Nineteen Spikes
By David Baker
Then the storm came. It raked our world with terrible teeth.
Then dissolved—like a calcium spike—back into bone—
I see what you mean. But your barn’s not really a barn.
Old lady just sat there—married to the guy fifty years—
Wash your doorknob. Your hands. Triage your mail.
I had a nightmare I was living my present life—
Can’t touch my nose. It’s called resorption. What?
It throbs like crickets in my ears. Your BP was what?—
No touching. COVID petals. She said wash your hands.
It took his body hours to work down through the corn—
The quicksand weight of it. Her in her folding chair.
Him with a new auger for the bin. He sort of spilled out—
So the viburnum’s full of little pink blooms. Bees in orbit.

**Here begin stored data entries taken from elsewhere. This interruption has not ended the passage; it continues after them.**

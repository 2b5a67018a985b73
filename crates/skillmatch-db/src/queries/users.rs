use crate::Database;
use crate::models::UserRow;
use anyhow::Result;
use rusqlite::{Connection, OptionalExtension, params};

impl Database {
    /// Creates a user together with its empty profile row. The profile is
    /// the identity-linked record every other table references.
    pub fn create_user(&self, id: &str, email: &str, password_hash: &str) -> Result<()> {
        self.with_conn(|conn| {
            let tx = conn.unchecked_transaction()?;
            tx.execute(
                "INSERT INTO users (id, email, password) VALUES (?1, ?2, ?3)",
                (id, email, password_hash),
            )?;
            tx.execute("INSERT INTO profiles (id) VALUES (?1)", [id])?;
            tx.commit()?;
            Ok(())
        })
    }

    pub fn get_user_by_email(&self, email: &str) -> Result<Option<UserRow>> {
        self.with_conn(|conn| query_user(conn, "email", email))
    }

    pub fn get_user_by_id(&self, id: &str) -> Result<Option<UserRow>> {
        self.with_conn(|conn| query_user(conn, "id", id))
    }

    pub fn update_password(&self, user_id: &str, password_hash: &str) -> Result<()> {
        self.with_conn(|conn| {
            conn.execute(
                "UPDATE users SET password = ?1 WHERE id = ?2",
                (password_hash, user_id),
            )?;
            Ok(())
        })
    }

    // -- Password resets --

    pub fn create_password_reset(&self, token: &str, user_id: &str, ttl_minutes: i64) -> Result<()> {
        self.with_conn(|conn| {
            conn.execute(
                "INSERT INTO password_resets (token, user_id, expires_at)
                 VALUES (?1, ?2, datetime('now', ?3 || ' minutes'))",
                params![token, user_id, ttl_minutes],
            )?;
            Ok(())
        })
    }

    /// Marks the token used and returns its user id. A token can be
    /// consumed exactly once and only before it expires.
    pub fn consume_password_reset(&self, token: &str) -> Result<Option<String>> {
        self.with_conn(|conn| {
            let tx = conn.unchecked_transaction()?;
            let user_id: Option<String> = tx
                .query_row(
                    "SELECT user_id FROM password_resets
                     WHERE token = ?1 AND used = 0 AND expires_at > datetime('now')",
                    [token],
                    |row| row.get(0),
                )
                .optional()?;

            if user_id.is_some() {
                tx.execute("UPDATE password_resets SET used = 1 WHERE token = ?1", [token])?;
            }
            tx.commit()?;
            Ok(user_id)
        })
    }
}

fn query_user(conn: &Connection, column: &str, value: &str) -> Result<Option<UserRow>> {
    let sql = format!("SELECT id, email, password, created_at FROM users WHERE {column} = ?1");
    let mut stmt = conn.prepare(&sql)?;

    let row = stmt
        .query_row([value], |row| {
            Ok(UserRow {
                id: row.get(0)?,
                email: row.get(1)?,
                password: row.get(2)?,
                created_at: row.get(3)?,
            })
        })
        .optional()?;

    Ok(row)
}

#[cfg(test)]
mod tests {
    use crate::Database;
    use crate::test_util::seed_user;

    #[test]
    fn register_creates_user_and_empty_profile() {
        let db = Database::open_in_memory().unwrap();
        let id = seed_user(&db, "a@campus.edu");

        let user = db.get_user_by_email("a@campus.edu").unwrap().unwrap();
        assert_eq!(user.id, id);

        let profile = db.get_profile(&id).unwrap().unwrap();
        assert_eq!(profile.full_name, "");
    }

    #[test]
    fn duplicate_email_is_rejected() {
        let db = Database::open_in_memory().unwrap();
        seed_user(&db, "a@campus.edu");
        assert!(db.create_user("other-id", "a@campus.edu", "h").is_err());
    }

    #[test]
    fn password_reset_token_is_single_use() {
        let db = Database::open_in_memory().unwrap();
        let id = seed_user(&db, "a@campus.edu");

        db.create_password_reset("tok", &id, 60).unwrap();
        assert_eq!(db.consume_password_reset("tok").unwrap(), Some(id));
        assert_eq!(db.consume_password_reset("tok").unwrap(), None);
    }

    #[test]
    fn expired_reset_token_is_refused() {
        let db = Database::open_in_memory().unwrap();
        let id = seed_user(&db, "a@campus.edu");

        db.create_password_reset("tok", &id, -1).unwrap();
        assert_eq!(db.consume_password_reset("tok").unwrap(), None);
    }
}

With their spikes, their barbs—poisons—perfumes—
Then the hail balls, jagged as kidney stones, and a foot of rain.
Trees seemed to blow up—then the whole thing, whoosh—
Some natural forms are so successful they’re viral.
Calcium nodes on your clavicle. I see them everywhere—
How small can they get? How big? Any size explodes—
Is it gas? You mean the barn? Is it gas? A heat storm—
Barn = a non-SI metric unit of area equal to 10-28 m2 (or 100 fm2)—
To quantify interaction of a nucleus with an electric field gradient—
And branchlets are pithy, many-angled, winged. Liquid-
Ambar styraciflua. Surrounded by rusty, hairy bracts—
Looks like a tiny naval mine. Between 80 and 120 spikes.
Terminal barbs. A special form of moored contact mine—
And equipped with a plummet. He fell right through.
The spikes on the outer edge of the virus particles—
Give coronaviruses their name. Sweet gum. Storax.
Redgum. Star-leaved alligator-wood. Limpet mine—
In place of torpedoes, the silos carry twelve charges.
I heard my heartbeat in my bones. A positive “kill rate”—
Airbnb. Missile Silo Fixer-Upper Now Swanky Bachelor Pad.
Storm shelter; a storage bin; your “ultimate” safe room—
Each virus is a single pleomorphic spherical particle—
Satin-walnut—with bulbous surface projections—
I see what you mean. Wash your hands. Like that really helps.